Linssen Matthijs David, Hooghiemstra Wouter Tjerk Rudolph, Jorritsma-Smit Annelies, Allersma Derk Pieter, Dijkstra Gerard, Nagengast Wouter Bastiaan
Department of Gastroenterology and Hepatology, University of Groningen, University Medical Center Groningen, 9700 RB Groningen, The Netherlands.
Department of Clinical Pharmacy and Pharmacology, University of Groningen, University Medical Center Groningen, 9700 RB Groningen, The Netherlands.
Pharmaceuticals (Basel). 2021 Sep 13;14(9):922. doi: 10.3390/ph14090922.

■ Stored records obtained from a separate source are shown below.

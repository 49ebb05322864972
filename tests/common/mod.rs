#![allow(dead_code)]

use std::sync::Arc;

use scanbatch::batch::BatchRegistry;
use scanbatch::scheduler::Scheduler;
use scanbatch_test_utils::builders::settings_with_cap;
use scanbatch_test_utils::fake_executor::{ExecStats, FakeScanExecutor};

pub use scanbatch_test_utils::{init_tracing, with_timeout};

/// Registry + scheduler wired to a fake executor, rooted in a temp dir.
pub struct Harness {
    // Keeps the artifact root alive for the duration of the test.
    pub dir: tempfile::TempDir,
    pub registry: Arc<BatchRegistry>,
    pub scheduler: Arc<Scheduler>,
    pub stats: Arc<ExecStats>,
}

pub fn harness(concurrency: usize, fake: FakeScanExecutor) -> Harness {
    init_tracing();

    let dir = tempfile::tempdir().expect("tempdir");
    let registry = Arc::new(BatchRegistry::new(dir.path()));
    let stats = Arc::clone(&fake.stats);
    let scheduler = Scheduler::new(
        Arc::clone(&registry),
        Arc::new(fake),
        settings_with_cap(concurrency),
    );

    Harness {
        dir,
        registry,
        scheduler,
        stats,
    }
}
// src/config/mod.rs

//! Configuration layer.
//!
//! - [`model`] holds the batch configuration, the closed set of supported
//!   scan tools with their exit-code classification, and the optional
//!   settings file schema.
//! - [`loader`] reads and validates the TOML settings file.

pub mod loader;
pub mod model;

pub use loader::{default_settings_path, load_settings};
pub use model::{
    BatchConfig, ExecutorSection, ExitOutcome, LimitsSection, RawSettings, ScanTool, Settings,
    ToolOverride,
};
// src/report/parsers.rs

//! Tool-specific text parsers.
//!
//! Each parser is line-oriented, order-preserving and tolerant: lines that
//! don't match the tool's markers are skipped, and no input ever causes a
//! panic or an error. Empty or fully unmatched input yields an empty list;
//! the extraction stage decides whether to substitute a placeholder.

use std::sync::LazyLock;

use regex::Regex;

use crate::config::ScanTool;
use crate::report::finding::{Finding, Severity};

/// Dispatch to the parser for the given tool.
pub fn extract_findings(tool: ScanTool, raw: &str) -> Vec<Finding> {
    match tool {
        ScanTool::ZapBaseline => parse_zap_baseline(raw),
        ScanTool::Nikto => parse_nikto(raw),
        ScanTool::Nuclei => parse_nuclei(raw),
    }
}

/// `WARN-NEW: <title> [<plugin id>]` / `FAIL-NEW: <title> [<plugin id>]`
/// lines from zap-baseline output. WARN maps to MEDIUM, FAIL to HIGH; the
/// trailing bracketed number is the ZAP plugin id.
static ZAP_ALERT: LazyLock<Regex> = LazyLock::new(|| {
    Regex::new(r"^\s*(WARN-NEW|FAIL-NEW):\s+(.+?)(?:\s+\[(\d+)\])?\s*$")
        .expect("zap alert regex is valid")
});

fn parse_zap_baseline(raw: &str) -> Vec<Finding> {
    raw.lines()
        .filter_map(|line| {
            let caps = ZAP_ALERT.captures(line)?;
            let severity = match &caps[1] {
                "FAIL-NEW" => Severity::High,
                _ => Severity::Medium,
            };
            let mut finding = Finding::new(
                ScanTool::ZapBaseline,
                severity,
                caps[2].trim(),
                "alert",
                line,
            );
            if let Some(id) = caps.get(3) {
                finding = finding.with_plugin_id(id.as_str());
            }
            Some(finding)
        })
        .collect()
}

/// Nikto prefixes each observation with `+ `. Nikto does not report a
/// severity, so one is inferred from keyword presence.
fn parse_nikto(raw: &str) -> Vec<Finding> {
    raw.lines()
        .filter_map(|line| {
            let body = line.strip_prefix("+ ")?.trim();
            if body.is_empty() {
                return None;
            }
            Some(Finding::new(
                ScanTool::Nikto,
                infer_severity(body),
                body,
                "observation",
                line,
            ))
        })
        .collect()
}

/// Keyword heuristic for tools that don't report severity explicitly.
fn infer_severity(text: &str) -> Severity {
    let lower = text.to_lowercase();
    const HIGH: [&str; 7] = [
        "injection",
        "xss",
        "cross-site",
        "traversal",
        "remote code",
        "overflow",
        "vulnerable",
    ];
    const MEDIUM: [&str; 4] = ["outdated", "disclosure", "leak", "deprecated"];
    const LOW: [&str; 3] = ["header", "cookie", "banner"];

    if HIGH.iter().any(|k| lower.contains(k)) {
        Severity::High
    } else if MEDIUM.iter().any(|k| lower.contains(k)) {
        Severity::Medium
    } else if LOW.iter().any(|k| lower.contains(k)) {
        Severity::Low
    } else {
        Severity::Info
    }
}

/// Nuclei match lines: `[template-id] [protocol] [severity] <target> ...`.
/// The severity token is tool-reported.
static NUCLEI_MATCH: LazyLock<Regex> = LazyLock::new(|| {
    Regex::new(r"^\[([^\]]+)\]\s+\[([^\]]+)\]\s+\[([^\]]+)\]\s+(\S.*)$")
        .expect("nuclei match regex is valid")
});

fn parse_nuclei(raw: &str) -> Vec<Finding> {
    raw.lines()
        .filter_map(|line| {
            let caps = NUCLEI_MATCH.captures(line)?;
            let severity = match caps[3].to_lowercase().as_str() {
                "critical" | "high" => Severity::High,
                "medium" => Severity::Medium,
                "low" => Severity::Low,
                _ => Severity::Info,
            };
            Some(
                Finding::new(
                    ScanTool::Nuclei,
                    severity,
                    caps[1].trim(),
                    caps[2].trim().to_lowercase(),
                    line,
                )
                .with_plugin_id(caps[1].trim()),
            )
        })
        .collect()
}
pub mod builders;
pub mod fake_executor;

use std::sync::Once;
use tracing_subscriber::{EnvFilter, fmt};

static INIT: Once = Once::new();

/// Initialise tracing for tests.
///
/// - Uses `with_test_writer()`, so logs are captured per-test.
/// - The Rust test harness only prints captured output for **failing** tests
///   (unless you run with `-- --nocapture`).
///
/// Enable levels with e.g.:
/// `RUST_LOG=debug cargo test`
pub fn init_tracing() {
    INIT.call_once(|| {
        let filter =
            EnvFilter::try_from_default_env().unwrap_or_else(|_| EnvFilter::new("info"));

        fmt()
            .with_env_filter(filter)
            .with_test_writer() // print only for failing tests unless --nocapture
            .with_target(true)
            .init();
    });
}

/// Run a future with a 5-second timeout.
#[allow(dead_code)]
pub async fn with_timeout<F, T>(f: F) -> T
where
    F: std::future::Future<Output = T>,
{
    tokio::time::timeout(std::time::Duration::from_secs(5), f)
        .await
        .expect("Test timed out after 5 seconds")
}
// src/batch/mod.rs

//! Batch domain: data model and the registry that owns all batch state.
//!
//! - [`model`] holds statuses, progress counters, run slots and snapshots.
//! - [`registry`] creates and looks up batches; it is pure bookkeeping and
//!   never spawns processes or blocks on scheduling.

pub mod model;
pub mod registry;

pub use model::{
    BatchId, BatchSnapshot, BatchState, BatchStatus, Progress, Run, RunId, RunResult, RunStatus,
};
pub use registry::{BatchHandle, BatchRegistry};
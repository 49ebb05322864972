#![allow(dead_code)]

use std::time::Duration;

use scanbatch::config::{BatchConfig, ScanTool, Settings, RawSettings, LimitsSection};

/// Settings with a given concurrency cap and a fake executor path, for
/// tests that never spawn a real process.
pub fn settings_with_cap(concurrency: usize) -> Settings {
    let raw = RawSettings {
        limits: LimitsSection { concurrency },
        ..RawSettings::default()
    };
    Settings::try_from(raw).expect("test settings are valid")
}

/// Builder for `BatchConfig` to simplify test setup.
pub struct BatchConfigBuilder {
    tool: ScanTool,
    target_url: String,
    repetitions: u32,
    delay: Duration,
}

impl BatchConfigBuilder {
    pub fn new(tool: ScanTool) -> Self {
        Self {
            tool,
            target_url: "http://target.test".to_string(),
            repetitions: 1,
            delay: Duration::ZERO,
        }
    }

    pub fn target(mut self, url: &str) -> Self {
        self.target_url = url.to_string();
        self
    }

    pub fn repetitions(mut self, n: u32) -> Self {
        self.repetitions = n;
        self
    }

    pub fn delay(mut self, delay: Duration) -> Self {
        self.delay = delay;
        self
    }

    pub fn build(self) -> BatchConfig {
        BatchConfig::new(self.tool, self.target_url, self.repetitions).with_delay(self.delay)
    }
}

Monoclonal antibodies are an important addition to the medicinal treatment paradigm for IBD patients. While effective, these agents show a high degree of primary and secondary non-response, and methods to predict response are highly desired. Information on drug distribution at the target level is often lacking. Fluorescent endoscopic imaging using labelled antibody drugs may provide insight regarding drug distribution, target engagement and drug response, but these assessments require stable and functional fluorescently-conjugated probes. Infliximab, vedolizumab, adalimumab and ustekinumab were conjugated to IRDye 800CW, IRDye 680LT and ZW800-1. The resulting 12 tracer candidates were analysed and characterised on SE-HPLC, SDS-PAGE, iso-electric focussing (IEF) and ELISA in order to evaluate their feasibility as candidate clinical tracers for cGMP development. Major differences in the conjugation results could be seen for each conjugated drug. For Infliximab, 2 conjugates (800CW and 680LT) showed formation of aggregates, while conjugates of all drugs with ZW800-1 showed reduced fluorescent brightness, reduced purification yield and formation of fragments. All 6 of these candidates were considered unfeasible. From the remaining 6, ustekinumab-680LT showed reduced binding to IL23, and was therefore considered unfeasible. Out of 12 potential tracer candidates, 5 were considered feasible for further development: vedolizumab-800CW, vedolizumab-680LT, adalimumab-800CW, adalimumab-680LT and ustekinumab-800CW. Infliximab-680LT and ustekinumab-680LT failed to meet the standards for this panel, but may be rendered feasible if tracer production methods were further optimized.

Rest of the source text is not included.